■ Instructions for the task: A single number is the answer here: the count of lines in the records below in which the word "streaming" appears.

■ Task inputs:
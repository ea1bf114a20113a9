use crate::error::StreamError;
use bytes::Bytes;
use icecast_ring::ExportedCounters;
use parking_lot::Mutex;
use std::sync::atomic::{AtomicBool, AtomicU64, Ordering};
use std::sync::Arc;
use tokio::sync::mpsc;

/// Unique, monotonically increasing identifier for a registered listener.
pub type ListenerId = u64;

struct ListenerSlot {
    id: ListenerId,
    sink: mpsc::Sender<Bytes>,
    active: Arc<AtomicBool>,
}

/// The broadcaster's registry of currently-registered listeners.
///
/// Holds only weak references to each listener (an id and a bounded
/// `mpsc::Sender`), never the listener's own state — the HTTP handler owns
/// that. Dropping a slot here never blocks on a slow client; a full queue
/// is treated as an eviction.
pub struct ListenerRegistry {
    slots: Mutex<Vec<ListenerSlot>>,
    next_id: AtomicU64,
    max_listeners: usize,
    counters: Arc<ExportedCounters>,
}

impl ListenerRegistry {
    /// Creates an empty registry. `max_listeners == 0` means unlimited.
    #[must_use]
    pub fn new(max_listeners: usize, counters: Arc<ExportedCounters>) -> Self {
        Self {
            slots: Mutex::new(Vec::new()),
            next_id: AtomicU64::new(1),
            max_listeners,
            counters,
        }
    }

    /// Registers a new listener sink, returning its assigned id.
    ///
    /// # Errors
    ///
    /// Returns [`StreamError::Full`] if `max_listeners` is nonzero and
    /// already reached.
    pub fn register(&self, sink: mpsc::Sender<Bytes>) -> Result<(ListenerId, Arc<AtomicBool>), StreamError> {
        let mut slots = self.slots.lock();
        if self.max_listeners != 0 && slots.len() >= self.max_listeners {
            return Err(StreamError::Full);
        }

        let id = self.next_id.fetch_add(1, Ordering::Relaxed);
        let active = Arc::new(AtomicBool::new(true));
        slots.push(ListenerSlot {
            id,
            sink,
            active: Arc::clone(&active),
        });
        drop(slots);

        self.counters.listener_connected();
        Ok((id, active))
    }

    /// Removes a listener by id. Idempotent: unregistering an id that is
    /// no longer present (already evicted, or unregistered twice) has the
    /// same effect as the first call.
    pub fn unregister(&self, id: ListenerId) {
        let mut slots = self.slots.lock();
        let before = slots.len();
        slots.retain(|slot| {
            if slot.id == id {
                slot.active.store(false, Ordering::Release);
                false
            } else {
                true
            }
        });
        if slots.len() != before {
            drop(slots);
            self.counters.listener_disconnected();
        }
    }

    /// Returns `true` if `id` is still registered and active.
    #[must_use]
    pub fn is_active(&self, id: ListenerId) -> bool {
        self.slots.lock().iter().any(|slot| slot.id == id)
    }

    /// Returns the number of currently registered listeners.
    #[must_use]
    pub fn len(&self) -> usize {
        self.slots.lock().len()
    }

    /// Returns `true` if no listeners are registered.
    #[must_use]
    pub fn is_empty(&self) -> bool {
        self.len() == 0
    }

    /// Attempts delivery of one chunk to every registered listener.
    ///
    /// A listener whose queue is full is evicted on the spot, protecting
    /// every other listener from head-of-line blocking. Returns the number
    /// of listeners the chunk was actually delivered to.
    pub fn deliver(&self, chunk: Bytes) -> usize {
        let mut slots = self.slots.lock();
        let mut delivered = 0usize;
        let mut evicted = Vec::new();

        slots.retain(|slot| match slot.sink.try_send(chunk.clone()) {
            Ok(()) => {
                delivered += 1;
                true
            }
            Err(_) => {
                slot.active.store(false, Ordering::Release);
                evicted.push(slot.id);
                false
            }
        });
        let evicted_count = evicted.len();
        drop(slots);

        for _ in 0..evicted_count {
            self.counters.listener_disconnected();
        }
        delivered
    }
}

#[cfg(test)]
mod tests {
    use super::*;

    fn counters() -> Arc<ExportedCounters> {
        Arc::new(ExportedCounters::new())
    }

    #[tokio::test]
    async fn register_then_deliver_reaches_listener() {
        let registry = ListenerRegistry::new(0, counters());
        let (tx, mut rx) = mpsc::channel(4);
        let (id, active) = registry.register(tx).unwrap();

        assert!(registry.is_active(id));
        assert!(active.load(Ordering::Relaxed));

        let delivered = registry.deliver(Bytes::from_static(b"chunk"));
        assert_eq!(delivered, 1);
        assert_eq!(rx.recv().await.unwrap(), Bytes::from_static(b"chunk"));
    }

    #[tokio::test]
    async fn full_queue_evicts_listener() {
        let registry = ListenerRegistry::new(0, counters());
        let (tx, rx) = mpsc::channel(1);
        let (id, active) = registry.register(tx).unwrap();

        // Fill the queue without draining it.
        registry.deliver(Bytes::from_static(b"first"));
        // Second delivery finds the queue full and evicts.
        registry.deliver(Bytes::from_static(b"second"));

        assert!(!registry.is_active(id));
        assert!(!active.load(Ordering::Relaxed));
        drop(rx);
    }

    #[tokio::test]
    async fn unregister_is_idempotent() {
        let registry = ListenerRegistry::new(0, counters());
        let (tx, _rx) = mpsc::channel(4);
        let (id, _active) = registry.register(tx).unwrap();

        registry.unregister(id);
        registry.unregister(id);
        assert!(!registry.is_active(id));
    }

    #[tokio::test]
    async fn max_listeners_rejects_registration_once_full() {
        let registry = ListenerRegistry::new(1, counters());
        let (tx1, _rx1) = mpsc::channel(4);
        let (tx2, _rx2) = mpsc::channel(4);

        assert!(registry.register(tx1).is_ok());
        assert!(matches!(registry.register(tx2), Err(StreamError::Full)));
    }

    #[tokio::test]
    async fn fast_listener_unaffected_by_slow_listener_eviction() {
        let registry = ListenerRegistry::new(0, counters());
        let (slow_tx, slow_rx) = mpsc::channel(1);
        let (fast_tx, mut fast_rx) = mpsc::channel(8);

        let (slow_id, _) = registry.register(slow_tx).unwrap();
        let (fast_id, _) = registry.register(fast_tx).unwrap();

        registry.deliver(Bytes::from_static(b"a"));
        registry.deliver(Bytes::from_static(b"b"));

        assert!(!registry.is_active(slow_id));
        assert!(registry.is_active(fast_id));
        assert_eq!(fast_rx.recv().await.unwrap(), Bytes::from_static(b"a"));
        assert_eq!(fast_rx.recv().await.unwrap(), Bytes::from_static(b"b"));
        drop(slow_rx);
    }
}
use thiserror::Error;

/// Errors loading or validating an [`crate::Config`].
///
/// Every variant here is fatal only at startup (§7's `ConfigError`
/// taxonomy) — once the server is running, a bad config value can no
/// longer occur because `Config::load` is the only constructor.
#[derive(Debug, Error)]
pub enum ConfigError {
    /// The config file could not be read from disk.
    #[error("failed to read config file '{path}'")]
    Read {
        path: String,
        #[source]
        source: std::io::Error,
    },

    /// The config file's contents were not valid TOML, or didn't match the
    /// expected shape.
    #[error("failed to parse config file '{path}'")]
    Parse {
        path: String,
        #[source]
        source: Box<toml::de::Error>,
    },

    /// A value parsed fine but failed a semantic check (range, ordering,
    /// or filesystem precondition).
    #[error("invalid configuration: {0}")]
    Invalid(String),
}
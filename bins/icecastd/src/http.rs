use crate::icy::IcyInterleaver;
use crate::mux::ProducerMux;
use axum::body::Body;
use axum::extract::State;
use axum::http::{header, HeaderMap, StatusCode};
use axum::response::{IntoResponse, Response};
use axum::routing::get;
use axum::Router;
use bytes::Bytes;
use icecast_stream::Broadcaster;
use std::convert::Infallible;
use std::sync::Arc;
use tokio_stream::StreamExt;
use tracing::info;

/// Listener-egress configuration relevant to the HTTP surface, trimmed
/// down from `icecast_config::MetadataConfig`/`ServerConfig`.
#[derive(Clone)]
pub struct ListenerHttpConfig {
    pub mount_point: String,
    pub enable_icy: bool,
    pub icy_metaint: usize,
}

#[derive(Clone)]
struct AppState {
    broadcaster: Arc<Broadcaster>,
    mux: Arc<ProducerMux>,
    config: ListenerHttpConfig,
}

/// Builds the axum router exposing exactly one route: `GET <mount_point>`.
///
/// Any other path is someone else's concern (§1's status/stats endpoints
/// are explicitly out of scope here) and falls through to axum's default
/// 404.
#[must_use]
pub fn router(broadcaster: Arc<Broadcaster>, mux: Arc<ProducerMux>, config: ListenerHttpConfig) -> Router {
    let mount_point = config.mount_point.clone();
    let state = AppState {
        broadcaster,
        mux,
        config,
    };
    Router::new()
        .route(&mount_point, get(stream_handler))
        .with_state(state)
}

async fn stream_handler(State(state): State<AppState>, headers: HeaderMap) -> Response {
    let (guard, receiver_stream) = match state.broadcaster.register_stream(None) {
        Ok(pair) => pair,
        Err(err) => {
            return (StatusCode::SERVICE_UNAVAILABLE, err.to_string()).into_response();
        }
    };
    info!("listener connected");

    let client_wants_icy = headers
        .get("Icy-MetaData")
        .and_then(|v| v.to_str().ok())
        .map(|v| v.trim() == "1")
        .unwrap_or(false);
    let icy_active = state.config.enable_icy && client_wants_icy;

    let mut icy = icy_active.then(|| IcyInterleaver::new(state.config.icy_metaint));
    let mux = Arc::clone(&state.mux);
    let stream = receiver_stream.map(move |chunk: Bytes| {
        let _keep_listener_registered = &guard;
        let payload = match &mut icy {
            Some(interleaver) => {
                interleaver.set_metadata(&mux.title());
                interleaver.interleave(&chunk)
            }
            None => chunk,
        };
        Ok::<Bytes, Infallible>(payload)
    });

    let mut response = Response::builder()
        .status(StatusCode::OK)
        .header(header::CONTENT_TYPE, "audio/mpeg");
    if icy_active {
        response = response.header("icy-metaint", state.config.icy_metaint.to_string());
    }

    response
        .body(Body::from_stream(stream))
        .expect("response built from static headers and a streaming body cannot fail")
}
use crate::error::SourceError;
use crate::mux::ProducerMux;
use base64::Engine;
use icecast_ring::{ExportedCounters, RingBuffer};
use std::sync::Arc;
use std::time::Duration;
use subtle::ConstantTimeEq;
use tokio::io::{AsyncBufReadExt, AsyncReadExt, AsyncWriteExt, BufReader};
use tokio::net::{TcpListener, TcpStream};
use tokio::task::JoinHandle;
use tracing::{info, warn};

const MAX_HEADER_BYTES: usize = 8 * 1024;
const READ_CHUNK: usize = 16 * 1024;

/// Listens for the single live source connection, authenticates it, and
/// streams its body into the ring for the duration of the session.
///
/// §4.3: one acceptor loop, at most one live session at a time (enforced
/// by [`ProducerMux::acquire_source`], not by this struct).
pub struct SourceAcceptor {
    listener: TcpListener,
    ring: Arc<RingBuffer>,
    mux: Arc<ProducerMux>,
    counters: Arc<ExportedCounters>,
    source_password: String,
    source_timeout: Duration,
}

impl SourceAcceptor {
    /// Binds `host:port`.
    ///
    /// # Errors
    ///
    /// Returns the underlying I/O error on bind failure (§7's `Fatal`
    /// category — the caller is expected to exit with code `2`).
    pub async fn bind(
        host: &str,
        port: u16,
        ring: Arc<RingBuffer>,
        mux: Arc<ProducerMux>,
        counters: Arc<ExportedCounters>,
        source_password: String,
        source_timeout: Duration,
    ) -> std::io::Result<Self> {
        let listener = TcpListener::bind((host, port)).await?;
        Ok(Self {
            listener,
            ring,
            mux,
            counters,
            source_password,
            source_timeout,
        })
    }

    /// Spawns the accept loop as its own task. Each connection is handled
    /// on its own spawned task so a slow or malicious source handshake
    /// never blocks subsequent accepts.
    pub fn spawn(self) -> JoinHandle<()> {
        tokio::spawn(async move { self.run().await })
    }

    async fn run(self) {
        let this = Arc::new(self);
        loop {
            let (socket, addr) = match this.listener.accept().await {
                Ok(pair) => pair,
                Err(err) => {
                    warn!(%err, "source acceptor: accept failed");
                    continue;
                }
            };
            let this = Arc::clone(&this);
            tokio::spawn(async move {
                if let Err(err) = this.handle_connection(socket).await {
                    warn!(%err, %addr, "source session ended");
                }
            });
        }
    }

    async fn handle_connection(&self, socket: TcpStream) -> Result<(), SourceError> {
        let mut reader = BufReader::new(socket);
        let (mount, claimed_password) = match read_handshake(&mut reader).await {
            Ok(parsed) => parsed,
            Err(err) => {
                let mut socket = reader.into_inner();
                let _ = socket.write_all(b"HTTP/1.0 400 Bad Request\r\n\r\n").await;
                return Err(err);
            }
        };
        let _ = mount;

        if !passwords_match(&claimed_password, &self.source_password) {
            let mut socket = reader.into_inner();
            let _ = socket.write_all(b"HTTP/1.0 401 Unauthorized\r\n\r\n").await;
            return Err(SourceError::AuthFailed);
        }

        let slot = match self.mux.acquire_source() {
            Ok(slot) => slot,
            Err(err) => {
                let mut socket = reader.into_inner();
                let _ = socket.write_all(b"HTTP/1.0 403 Forbidden\r\n\r\n").await;
                return Err(err);
            }
        };

        {
            let mut socket_mut = reader.get_mut();
            socket_mut.write_all(b"HTTP/1.0 200 OK\r\n\r\n").await?;
        }
        info!("source authenticated and streaming");

        let result = self.stream_body(&mut reader).await;
        drop(slot);
        result
    }

    async fn stream_body(&self, reader: &mut BufReader<TcpStream>) -> Result<(), SourceError> {
        let mut buf = vec![0u8; READ_CHUNK];
        loop {
            let read = tokio::time::timeout(self.source_timeout, reader.read(&mut buf));
            let n = match read.await {
                Ok(Ok(n)) => n,
                Ok(Err(err)) => return Err(SourceError::Io(err)),
                Err(_) => return Err(SourceError::Timeout),
            };
            if n == 0 {
                return Ok(());
            }
            self.counters.add_bytes_in(n as u64);
            self.write_with_retry(&buf[..n]).await;
        }
    }

    async fn write_with_retry(&self, chunk: &[u8]) {
        loop {
            if self.ring.write(chunk) {
                return;
            }
            tokio::time::sleep(Duration::from_millis(5)).await;
        }
    }
}

/// Reads the request line and headers, returning `(mount, password)`.
///
/// Accepts either `SOURCE <mount> ICE/1.0` or `PUT <mount> HTTP/1.x`, per
/// §4.3/§6. Only the password half of `Authorization: Basic base64(user:pass)`
/// is extracted; the username is discarded unread.
async fn read_handshake(
    reader: &mut BufReader<TcpStream>,
) -> Result<(String, String), SourceError> {
    let mut line = String::new();
    let n = reader
        .read_line(&mut line)
        .await
        .map_err(SourceError::Io)?;
    if n == 0 {
        return Err(SourceError::Protocol("connection closed before request line".into()));
    }
    let mount = parse_request_line(line.trim_end())?;

    let mut password = None;
    let mut total_header_bytes = 0usize;
    loop {
        let mut header_line = String::new();
        let n = reader
            .read_line(&mut header_line)
            .await
            .map_err(SourceError::Io)?;
        if n == 0 {
            return Err(SourceError::Protocol("connection closed mid-headers".into()));
        }
        total_header_bytes += n;
        if total_header_bytes > MAX_HEADER_BYTES {
            return Err(SourceError::Protocol("headers too large".into()));
        }
        let trimmed = header_line.trim_end();
        if trimmed.is_empty() {
            break;
        }
        if let Some(rest) = trimmed
            .strip_prefix("Authorization:")
            .or_else(|| trimmed.strip_prefix("authorization:"))
        {
            password = parse_basic_auth_password(rest.trim());
        }
    }

    let password = password
        .ok_or_else(|| SourceError::Protocol("missing Authorization header".into()))?;
    Ok((mount, password))
}

fn parse_request_line(line: &str) -> Result<String, SourceError> {
    let mut parts = line.split_whitespace();
    let method = parts
        .next()
        .ok_or_else(|| SourceError::Protocol("empty request line".into()))?;
    let mount = parts
        .next()
        .ok_or_else(|| SourceError::Protocol("missing mount in request line".into()))?;

    match method {
        "SOURCE" | "PUT" => Ok(mount.to_string()),
        other => Err(SourceError::Protocol(format!(
            "unsupported method '{other}', expected SOURCE or PUT"
        ))),
    }
}

fn parse_basic_auth_password(value: &str) -> Option<String> {
    let encoded = value.strip_prefix("Basic ")?;
    let decoded = base64::engine::general_purpose::STANDARD
        .decode(encoded.trim())
        .ok()?;
    let decoded = String::from_utf8(decoded).ok()?;
    let (_user, pass) = decoded.split_once(':')?;
    Some(pass.to_string())
}

/// Constant-time password comparison, per §4.3/§6: never a short-circuiting
/// `==` on the secret.
fn passwords_match(claimed: &str, configured: &str) -> bool {
    claimed.as_bytes().ct_eq(configured.as_bytes()).into()
}

#[cfg(test)]
mod tests {
    use super::*;

    #[test]
    fn parses_source_request_line() {
        assert_eq!(parse_request_line("SOURCE /stream ICE/1.0").unwrap(), "/stream");
    }

    #[test]
    fn parses_put_request_line() {
        assert_eq!(parse_request_line("PUT /stream HTTP/1.1").unwrap(), "/stream");
    }

    #[test]
    fn rejects_unsupported_method() {
        assert!(parse_request_line("GET /stream HTTP/1.1").is_err());
    }

    #[test]
    fn decodes_basic_auth_password_ignoring_username() {
        let encoded = base64::engine::general_purpose::STANDARD.encode("anything:hunter2");
        let header_value = format!("Basic {encoded}");
        assert_eq!(
            parse_basic_auth_password(&header_value).unwrap(),
            "hunter2"
        );
    }

    #[test]
    fn password_comparison_is_exact() {
        assert!(passwords_match("hunter2", "hunter2"));
        assert!(!passwords_match("hunter3", "hunter2"));
        assert!(!passwords_match("hunter", "hunter2"));
    }

    /// Scenario 3: a source connecting with the wrong password gets `401`
    /// and closed, and never touches the ring or flips `source_connected`.
    #[tokio::test]
    async fn wrong_password_is_rejected_without_mutating_shared_state() {
        use icecast_ring::{ExportedCounters, RingConfig};
        use tokio::io::{AsyncReadExt, AsyncWriteExt};
        use tokio::net::TcpStream;

        let ring = Arc::new(RingBuffer::new(RingConfig::from_mib(1).unwrap()));
        let counters = Arc::new(ExportedCounters::new());
        let mux = ProducerMux::new(Arc::clone(&ring), Arc::clone(&counters));
        let acceptor = SourceAcceptor::bind(
            "127.0.0.1",
            0,
            Arc::clone(&ring),
            Arc::clone(&mux),
            Arc::clone(&counters),
            "correct-horse".into(),
            Duration::from_secs(5),
        )
        .await
        .unwrap();
        let addr = acceptor.listener.local_addr().unwrap();
        acceptor.spawn();

        let mut client = TcpStream::connect(addr).await.unwrap();
        let auth = base64::engine::general_purpose::STANDARD.encode("ignored:wrong-password");
        client
            .write_all(format!("SOURCE /stream ICE/1.0\r\nAuthorization: Basic {auth}\r\n\r\n").as_bytes())
            .await
            .unwrap();

        let mut response = [0u8; 64];
        let n = client.read(&mut response).await.unwrap();
        let response = String::from_utf8_lossy(&response[..n]);
        assert!(response.starts_with("HTTP/1.0 401"));

        assert_eq!(ring.available(), 0);
        assert!(!counters.snapshot(0.0).source_connected);
        assert!(!mux.source_is_live());
    }
}
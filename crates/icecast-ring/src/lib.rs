//! Fixed-capacity byte ring buffer for the audio distribution engine.
//!
//! A single producer (the live source or the playlist fallback, arbitrated
//! upstream by a producer-switching state machine) writes audio bytes into
//! this ring; a single consumer (the broadcaster fan-out) reads fixed-size
//! chunks back out. Unlike a high-throughput lock-free MPSC ring, this one
//! is guarded by a single mutex: the producer/consumer pair here is one
//! real-time byte stream, and a rejected write (rather than a silent
//! overwrite) is what keeps a slow consumer from ever seeing a spliced
//! frame.

mod config;
mod counters;
mod error;
mod ring;

pub use config::RingConfig;
pub use counters::{CountersSnapshot, ExportedCounters};
pub use error::RingError;
pub use ring::RingBuffer;
use crate::error::ConfigError;
use serde::Deserialize;
use std::path::Path;

/// The full, validated configuration for `icecastd`, deserialized from a
/// single TOML file.
#[derive(Debug, Clone, Deserialize)]
pub struct Config {
    pub server: ServerConfig,
    #[serde(default)]
    pub buffer: BufferConfig,
    #[serde(default)]
    pub playlist: PlaylistConfig,
    #[serde(default)]
    pub broadcaster: BroadcasterConfig,
    #[serde(default)]
    pub metadata: MetadataConfig,
    #[serde(default)]
    pub advanced: AdvancedConfig,
}

#[derive(Debug, Clone, Deserialize)]
pub struct ServerConfig {
    #[serde(default = "defaults::host")]
    pub host: String,
    #[serde(default = "defaults::source_port")]
    pub source_port: u16,
    #[serde(default = "defaults::listen_port")]
    pub listen_port: u16,
    pub source_password: String,
    #[serde(default = "defaults::mount_point")]
    pub mount_point: String,
}

#[derive(Debug, Clone, Deserialize)]
pub struct BufferConfig {
    #[serde(default = "defaults::size_mb")]
    pub size_mb: usize,
}

impl Default for BufferConfig {
    fn default() -> Self {
        Self {
            size_mb: defaults::size_mb(),
        }
    }
}

#[derive(Debug, Clone, Deserialize)]
pub struct PlaylistConfig {
    #[serde(default = "defaults::playlist_directory")]
    pub directory: String,
    #[serde(default)]
    pub shuffle: bool,
    #[serde(default = "defaults::extensions")]
    pub extensions: Vec<String>,
}

impl Default for PlaylistConfig {
    fn default() -> Self {
        Self {
            directory: defaults::playlist_directory(),
            shuffle: false,
            extensions: defaults::extensions(),
        }
    }
}

#[derive(Debug, Clone, Deserialize)]
pub struct BroadcasterConfig {
    #[serde(default = "defaults::chunk_size")]
    pub chunk_size: usize,
    #[serde(default = "defaults::sleep_high")]
    pub sleep_high: f64,
    #[serde(default = "defaults::sleep_medium")]
    pub sleep_medium: f64,
    #[serde(default = "defaults::sleep_low")]
    pub sleep_low: f64,
}

impl Default for BroadcasterConfig {
    fn default() -> Self {
        Self {
            chunk_size: defaults::chunk_size(),
            sleep_high: defaults::sleep_high(),
            sleep_medium: defaults::sleep_medium(),
            sleep_low: defaults::sleep_low(),
        }
    }
}

#[derive(Debug, Clone, Deserialize)]
pub struct MetadataConfig {
    #[serde(default = "defaults::station_name")]
    pub station_name: String,
    #[serde(default)]
    pub station_description: String,
    #[serde(default)]
    pub station_genre: String,
    #[serde(default)]
    pub station_url: String,
    #[serde(default)]
    pub enable_icy: bool,
    #[serde(default = "defaults::icy_metaint")]
    pub icy_metaint: usize,
}

impl Default for MetadataConfig {
    fn default() -> Self {
        Self {
            station_name: defaults::station_name(),
            station_description: String::new(),
            station_genre: String::new(),
            station_url: String::new(),
            enable_icy: false,
            icy_metaint: defaults::icy_metaint(),
        }
    }
}

#[derive(Debug, Clone, Deserialize)]
pub struct AdvancedConfig {
    /// `0` means unlimited.
    #[serde(default)]
    pub max_listeners: usize,
    #[serde(default = "defaults::source_timeout")]
    pub source_timeout: u64,
    #[serde(default)]
    pub verbose_logging: bool,
    #[serde(default = "defaults::enable_stats")]
    pub enable_stats: bool,
}

impl Default for AdvancedConfig {
    fn default() -> Self {
        Self {
            max_listeners: 0,
            source_timeout: defaults::source_timeout(),
            verbose_logging: false,
            enable_stats: defaults::enable_stats(),
        }
    }
}

mod defaults {
    pub fn host() -> String {
        "0.0.0.0".into()
    }
    pub fn source_port() -> u16 {
        8001
    }
    pub fn listen_port() -> u16 {
        8000
    }
    pub fn mount_point() -> String {
        "/stream".into()
    }
    pub fn size_mb() -> usize {
        8
    }
    pub fn playlist_directory() -> String {
        "./playlist".into()
    }
    pub fn extensions() -> Vec<String> {
        vec![".mp3".into(), ".ogg".into()]
    }
    pub fn chunk_size() -> usize {
        16 * 1024
    }
    pub fn sleep_high() -> f64 {
        0.0005
    }
    pub fn sleep_medium() -> f64 {
        0.001
    }
    pub fn sleep_low() -> f64 {
        0.002
    }
    pub fn station_name() -> String {
        "Untitled Station".into()
    }
    pub fn icy_metaint() -> usize {
        16_000
    }
    pub fn source_timeout() -> u64 {
        30
    }
    pub fn enable_stats() -> bool {
        true
    }
}

impl Config {
    /// Reads and parses `path`, then validates the result.
    ///
    /// # Errors
    ///
    /// Returns [`ConfigError::Read`] if the file can't be read,
    /// [`ConfigError::Parse`] if it isn't valid TOML matching this shape,
    /// or [`ConfigError::Invalid`] if it fails [`Config::validate`].
    pub fn load(path: impl AsRef<Path>) -> Result<Self, ConfigError> {
        let path_str = path.as_ref().display().to_string();
        let raw = std::fs::read_to_string(&path).map_err(|source| ConfigError::Read {
            path: path_str.clone(),
            source,
        })?;
        let config: Config = toml::from_str(&raw).map_err(|source| ConfigError::Parse {
            path: path_str,
            source: Box::new(source),
        })?;
        config.validate()?;
        Ok(config)
    }

    /// Checks every range/ordering constraint from §6/§4 of the
    /// specification.
    ///
    /// # Errors
    ///
    /// Returns [`ConfigError::Invalid`] describing the first violated
    /// constraint found.
    pub fn validate(&self) -> Result<(), ConfigError> {
        if !(1..=1000).contains(&self.buffer.size_mb) {
            return Err(ConfigError::Invalid(format!(
                "buffer.size_mb {} out of range (1..=1000)",
                self.buffer.size_mb
            )));
        }

        if !(1024..=65536).contains(&self.broadcaster.chunk_size) {
            return Err(ConfigError::Invalid(format!(
                "broadcaster.chunk_size {} out of range (1024..=65536)",
                self.broadcaster.chunk_size
            )));
        }

        let b = &self.broadcaster;
        if !(b.sleep_high <= b.sleep_medium && b.sleep_medium <= b.sleep_low) {
            return Err(ConfigError::Invalid(
                "broadcaster sleep tiers must satisfy sleep_high <= sleep_medium <= sleep_low"
                    .into(),
            ));
        }

        if self.server.mount_point.is_empty() || !self.server.mount_point.starts_with('/') {
            return Err(ConfigError::Invalid(
                "server.mount_point must start with '/'".into(),
            ));
        }

        // A playlist directory that already exists but is a regular file
        // (not a directory) can never work; anything else (missing,
        // unreadable) is a non-fatal runtime condition per §4.2.
        let playlist_path = Path::new(&self.playlist.directory);
        if playlist_path.exists() && !playlist_path.is_dir() {
            return Err(ConfigError::Invalid(format!(
                "playlist.directory '{}' exists but is not a directory",
                self.playlist.directory
            )));
        }

        if self.metadata.enable_icy && self.metadata.icy_metaint == 0 {
            return Err(ConfigError::Invalid(
                "metadata.icy_metaint must be nonzero when enable_icy is set".into(),
            ));
        }

        Ok(())
    }
}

■ Answer to the exercise: 2